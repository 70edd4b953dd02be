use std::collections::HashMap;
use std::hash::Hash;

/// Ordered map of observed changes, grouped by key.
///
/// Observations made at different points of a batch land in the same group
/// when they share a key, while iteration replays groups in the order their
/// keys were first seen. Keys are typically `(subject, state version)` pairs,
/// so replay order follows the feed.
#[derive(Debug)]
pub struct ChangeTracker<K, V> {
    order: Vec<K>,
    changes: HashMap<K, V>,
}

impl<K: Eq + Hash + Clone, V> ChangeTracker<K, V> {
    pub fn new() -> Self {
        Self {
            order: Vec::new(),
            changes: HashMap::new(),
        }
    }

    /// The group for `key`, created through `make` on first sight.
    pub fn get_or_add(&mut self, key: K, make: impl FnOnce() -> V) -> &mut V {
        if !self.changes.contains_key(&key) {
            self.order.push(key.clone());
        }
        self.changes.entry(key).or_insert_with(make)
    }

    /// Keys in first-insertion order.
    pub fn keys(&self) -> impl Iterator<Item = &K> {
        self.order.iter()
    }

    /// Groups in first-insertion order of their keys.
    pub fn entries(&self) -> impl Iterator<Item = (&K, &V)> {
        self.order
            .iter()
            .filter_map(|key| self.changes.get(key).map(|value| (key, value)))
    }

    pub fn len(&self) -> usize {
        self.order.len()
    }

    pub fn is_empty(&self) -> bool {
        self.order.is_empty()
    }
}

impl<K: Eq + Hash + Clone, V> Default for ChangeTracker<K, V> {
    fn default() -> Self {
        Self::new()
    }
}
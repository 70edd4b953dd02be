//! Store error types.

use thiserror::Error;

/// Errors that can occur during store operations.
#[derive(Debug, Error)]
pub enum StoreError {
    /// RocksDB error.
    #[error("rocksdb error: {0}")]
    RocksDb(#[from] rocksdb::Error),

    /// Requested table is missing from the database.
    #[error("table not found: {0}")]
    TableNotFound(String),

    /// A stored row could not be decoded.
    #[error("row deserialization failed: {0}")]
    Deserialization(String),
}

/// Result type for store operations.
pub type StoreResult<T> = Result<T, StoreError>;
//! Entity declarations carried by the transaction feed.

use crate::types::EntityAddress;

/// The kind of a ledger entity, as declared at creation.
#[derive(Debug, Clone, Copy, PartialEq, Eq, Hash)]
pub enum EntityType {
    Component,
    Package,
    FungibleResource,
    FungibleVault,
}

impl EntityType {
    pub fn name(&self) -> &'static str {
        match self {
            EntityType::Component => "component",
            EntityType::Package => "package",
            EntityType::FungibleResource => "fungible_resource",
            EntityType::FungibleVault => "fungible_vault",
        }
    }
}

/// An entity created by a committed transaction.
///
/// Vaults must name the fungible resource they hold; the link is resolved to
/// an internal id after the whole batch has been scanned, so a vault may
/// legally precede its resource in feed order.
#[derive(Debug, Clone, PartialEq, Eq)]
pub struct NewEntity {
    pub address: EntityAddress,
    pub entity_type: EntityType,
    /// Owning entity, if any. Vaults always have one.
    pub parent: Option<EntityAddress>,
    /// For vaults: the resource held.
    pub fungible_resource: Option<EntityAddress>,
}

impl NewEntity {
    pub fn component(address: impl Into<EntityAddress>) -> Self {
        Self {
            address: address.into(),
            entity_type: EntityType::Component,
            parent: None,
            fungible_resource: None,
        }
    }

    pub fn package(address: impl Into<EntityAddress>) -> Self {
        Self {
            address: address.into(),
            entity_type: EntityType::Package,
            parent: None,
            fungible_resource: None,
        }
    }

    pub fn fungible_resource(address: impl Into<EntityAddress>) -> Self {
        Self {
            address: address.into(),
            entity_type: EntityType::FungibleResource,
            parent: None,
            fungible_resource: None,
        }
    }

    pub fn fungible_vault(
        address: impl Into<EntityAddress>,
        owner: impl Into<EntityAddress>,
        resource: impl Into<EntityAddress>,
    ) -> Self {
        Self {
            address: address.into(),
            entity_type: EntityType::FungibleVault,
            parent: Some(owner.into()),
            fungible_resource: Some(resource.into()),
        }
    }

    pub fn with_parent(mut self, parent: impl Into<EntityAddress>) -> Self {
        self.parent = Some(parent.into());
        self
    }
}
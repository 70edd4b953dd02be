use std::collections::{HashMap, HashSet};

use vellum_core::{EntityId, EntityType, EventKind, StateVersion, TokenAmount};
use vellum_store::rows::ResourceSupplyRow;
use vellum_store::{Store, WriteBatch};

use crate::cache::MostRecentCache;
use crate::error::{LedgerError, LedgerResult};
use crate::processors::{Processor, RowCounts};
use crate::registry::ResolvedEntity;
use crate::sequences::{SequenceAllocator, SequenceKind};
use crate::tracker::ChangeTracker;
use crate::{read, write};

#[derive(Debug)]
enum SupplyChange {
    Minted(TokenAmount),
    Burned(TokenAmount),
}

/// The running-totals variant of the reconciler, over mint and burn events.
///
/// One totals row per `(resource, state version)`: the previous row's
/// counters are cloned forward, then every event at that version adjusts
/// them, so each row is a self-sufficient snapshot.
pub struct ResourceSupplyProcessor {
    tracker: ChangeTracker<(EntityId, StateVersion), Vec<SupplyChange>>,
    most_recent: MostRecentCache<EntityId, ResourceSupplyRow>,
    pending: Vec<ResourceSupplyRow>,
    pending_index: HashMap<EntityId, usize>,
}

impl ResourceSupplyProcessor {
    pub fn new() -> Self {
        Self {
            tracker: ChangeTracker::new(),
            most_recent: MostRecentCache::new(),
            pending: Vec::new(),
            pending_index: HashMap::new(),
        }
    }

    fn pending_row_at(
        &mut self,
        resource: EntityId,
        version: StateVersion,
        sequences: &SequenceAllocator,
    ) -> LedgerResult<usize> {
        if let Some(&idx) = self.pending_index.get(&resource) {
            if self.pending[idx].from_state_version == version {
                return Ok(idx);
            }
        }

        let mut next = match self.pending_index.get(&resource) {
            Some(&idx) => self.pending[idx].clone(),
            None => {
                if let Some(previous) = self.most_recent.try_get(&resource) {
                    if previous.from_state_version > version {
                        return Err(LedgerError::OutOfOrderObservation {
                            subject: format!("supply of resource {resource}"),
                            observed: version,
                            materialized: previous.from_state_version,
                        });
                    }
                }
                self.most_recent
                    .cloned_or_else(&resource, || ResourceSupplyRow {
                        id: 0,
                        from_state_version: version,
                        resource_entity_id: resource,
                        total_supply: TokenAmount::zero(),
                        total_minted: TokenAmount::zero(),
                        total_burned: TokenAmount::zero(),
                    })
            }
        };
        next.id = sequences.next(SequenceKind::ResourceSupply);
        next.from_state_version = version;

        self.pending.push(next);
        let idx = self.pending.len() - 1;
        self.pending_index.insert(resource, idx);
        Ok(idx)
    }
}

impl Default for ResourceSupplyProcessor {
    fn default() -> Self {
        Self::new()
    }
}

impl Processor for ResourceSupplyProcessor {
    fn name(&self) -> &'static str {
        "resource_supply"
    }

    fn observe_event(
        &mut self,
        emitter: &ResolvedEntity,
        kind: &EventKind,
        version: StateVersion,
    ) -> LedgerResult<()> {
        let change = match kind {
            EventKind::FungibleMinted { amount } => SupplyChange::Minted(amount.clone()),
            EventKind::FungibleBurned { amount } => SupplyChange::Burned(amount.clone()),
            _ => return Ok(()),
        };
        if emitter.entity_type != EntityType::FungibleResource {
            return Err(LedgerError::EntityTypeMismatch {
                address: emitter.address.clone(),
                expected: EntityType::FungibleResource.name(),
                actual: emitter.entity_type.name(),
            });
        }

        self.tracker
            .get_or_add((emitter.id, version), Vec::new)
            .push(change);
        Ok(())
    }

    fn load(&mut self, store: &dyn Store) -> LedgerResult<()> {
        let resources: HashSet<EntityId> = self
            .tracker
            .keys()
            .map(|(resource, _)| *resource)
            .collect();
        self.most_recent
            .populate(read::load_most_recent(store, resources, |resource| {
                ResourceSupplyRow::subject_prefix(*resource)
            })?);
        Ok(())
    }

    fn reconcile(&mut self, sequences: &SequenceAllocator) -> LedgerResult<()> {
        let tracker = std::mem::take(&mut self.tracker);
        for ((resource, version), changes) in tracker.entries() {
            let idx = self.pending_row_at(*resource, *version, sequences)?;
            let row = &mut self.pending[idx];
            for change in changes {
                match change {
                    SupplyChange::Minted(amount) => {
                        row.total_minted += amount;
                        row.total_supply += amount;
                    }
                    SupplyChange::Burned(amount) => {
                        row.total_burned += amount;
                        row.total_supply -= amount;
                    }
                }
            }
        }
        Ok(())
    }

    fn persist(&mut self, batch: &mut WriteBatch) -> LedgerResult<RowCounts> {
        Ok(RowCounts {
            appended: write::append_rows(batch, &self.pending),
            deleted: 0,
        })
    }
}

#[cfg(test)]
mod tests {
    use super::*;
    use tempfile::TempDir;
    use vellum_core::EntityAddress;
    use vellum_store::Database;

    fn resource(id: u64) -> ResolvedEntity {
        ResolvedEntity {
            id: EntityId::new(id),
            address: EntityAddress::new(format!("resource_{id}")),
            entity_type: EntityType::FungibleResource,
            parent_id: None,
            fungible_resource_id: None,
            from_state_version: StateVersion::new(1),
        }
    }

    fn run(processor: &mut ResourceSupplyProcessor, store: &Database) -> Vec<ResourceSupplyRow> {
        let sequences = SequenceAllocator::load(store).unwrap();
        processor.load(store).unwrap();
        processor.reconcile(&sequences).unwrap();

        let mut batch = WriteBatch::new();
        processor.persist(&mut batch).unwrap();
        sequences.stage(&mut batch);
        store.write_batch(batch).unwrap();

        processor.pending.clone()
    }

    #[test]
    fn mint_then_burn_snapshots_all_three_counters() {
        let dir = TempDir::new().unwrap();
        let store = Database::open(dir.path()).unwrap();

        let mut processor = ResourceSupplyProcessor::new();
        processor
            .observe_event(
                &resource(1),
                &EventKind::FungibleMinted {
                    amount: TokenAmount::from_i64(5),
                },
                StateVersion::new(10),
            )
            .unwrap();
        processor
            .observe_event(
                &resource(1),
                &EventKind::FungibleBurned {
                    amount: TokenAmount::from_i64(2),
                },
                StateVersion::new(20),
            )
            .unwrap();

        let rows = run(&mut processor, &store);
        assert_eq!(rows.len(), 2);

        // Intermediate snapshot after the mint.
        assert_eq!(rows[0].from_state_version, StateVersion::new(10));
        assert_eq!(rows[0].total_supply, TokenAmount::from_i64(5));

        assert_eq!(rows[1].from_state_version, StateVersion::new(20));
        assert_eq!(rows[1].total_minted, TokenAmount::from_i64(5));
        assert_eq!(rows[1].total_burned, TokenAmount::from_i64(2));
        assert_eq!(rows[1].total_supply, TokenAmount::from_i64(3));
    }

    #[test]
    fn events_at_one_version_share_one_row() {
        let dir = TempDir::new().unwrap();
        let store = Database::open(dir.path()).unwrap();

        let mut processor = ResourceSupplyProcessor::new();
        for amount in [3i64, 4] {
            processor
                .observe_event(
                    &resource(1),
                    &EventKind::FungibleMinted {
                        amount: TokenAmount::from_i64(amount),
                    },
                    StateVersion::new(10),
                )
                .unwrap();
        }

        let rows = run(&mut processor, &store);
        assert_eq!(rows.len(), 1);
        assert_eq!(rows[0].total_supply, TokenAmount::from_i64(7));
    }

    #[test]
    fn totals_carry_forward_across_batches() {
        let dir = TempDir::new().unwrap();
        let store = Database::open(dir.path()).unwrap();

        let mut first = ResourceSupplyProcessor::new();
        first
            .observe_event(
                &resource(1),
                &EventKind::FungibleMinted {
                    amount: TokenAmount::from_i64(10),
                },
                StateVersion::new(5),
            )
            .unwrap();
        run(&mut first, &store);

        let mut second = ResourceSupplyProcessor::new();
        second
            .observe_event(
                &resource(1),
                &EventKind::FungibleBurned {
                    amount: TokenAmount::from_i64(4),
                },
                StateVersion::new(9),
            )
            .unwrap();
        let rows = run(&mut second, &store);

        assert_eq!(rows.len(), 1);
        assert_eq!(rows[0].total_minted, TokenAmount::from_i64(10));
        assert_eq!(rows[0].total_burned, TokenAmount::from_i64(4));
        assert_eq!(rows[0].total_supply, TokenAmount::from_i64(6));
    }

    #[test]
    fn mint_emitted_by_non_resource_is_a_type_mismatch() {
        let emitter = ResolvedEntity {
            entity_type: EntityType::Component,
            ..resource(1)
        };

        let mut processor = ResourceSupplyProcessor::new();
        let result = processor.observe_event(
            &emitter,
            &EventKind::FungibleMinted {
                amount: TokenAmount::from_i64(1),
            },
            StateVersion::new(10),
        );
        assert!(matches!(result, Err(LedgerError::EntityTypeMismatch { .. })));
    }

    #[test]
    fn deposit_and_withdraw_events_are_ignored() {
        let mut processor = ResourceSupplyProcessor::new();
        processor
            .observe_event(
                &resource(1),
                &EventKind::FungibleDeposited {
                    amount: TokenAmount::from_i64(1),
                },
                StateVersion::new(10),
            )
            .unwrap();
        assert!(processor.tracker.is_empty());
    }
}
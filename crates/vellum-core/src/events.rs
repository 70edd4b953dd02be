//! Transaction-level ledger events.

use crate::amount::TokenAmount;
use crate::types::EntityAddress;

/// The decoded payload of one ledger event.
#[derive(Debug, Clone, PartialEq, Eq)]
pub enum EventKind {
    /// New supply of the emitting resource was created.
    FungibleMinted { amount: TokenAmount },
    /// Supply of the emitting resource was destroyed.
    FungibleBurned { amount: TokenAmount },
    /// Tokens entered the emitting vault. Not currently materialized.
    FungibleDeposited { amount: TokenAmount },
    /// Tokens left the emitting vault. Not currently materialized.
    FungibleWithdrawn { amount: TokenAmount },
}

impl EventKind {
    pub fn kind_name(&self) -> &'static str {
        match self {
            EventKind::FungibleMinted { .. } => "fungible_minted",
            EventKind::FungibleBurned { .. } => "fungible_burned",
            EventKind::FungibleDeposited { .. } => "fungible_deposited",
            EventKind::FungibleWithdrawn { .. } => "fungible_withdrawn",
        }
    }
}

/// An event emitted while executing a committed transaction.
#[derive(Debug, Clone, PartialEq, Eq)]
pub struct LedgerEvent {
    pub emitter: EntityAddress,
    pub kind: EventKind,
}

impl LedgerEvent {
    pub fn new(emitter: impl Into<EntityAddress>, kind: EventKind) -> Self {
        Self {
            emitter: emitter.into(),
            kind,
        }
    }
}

# # # # # # #

Filter the entries down to the lines containing "HashSet". Copy each of those lines.

use std::collections::{HashMap, HashSet};
        let resources: HashSet<EntityId> = self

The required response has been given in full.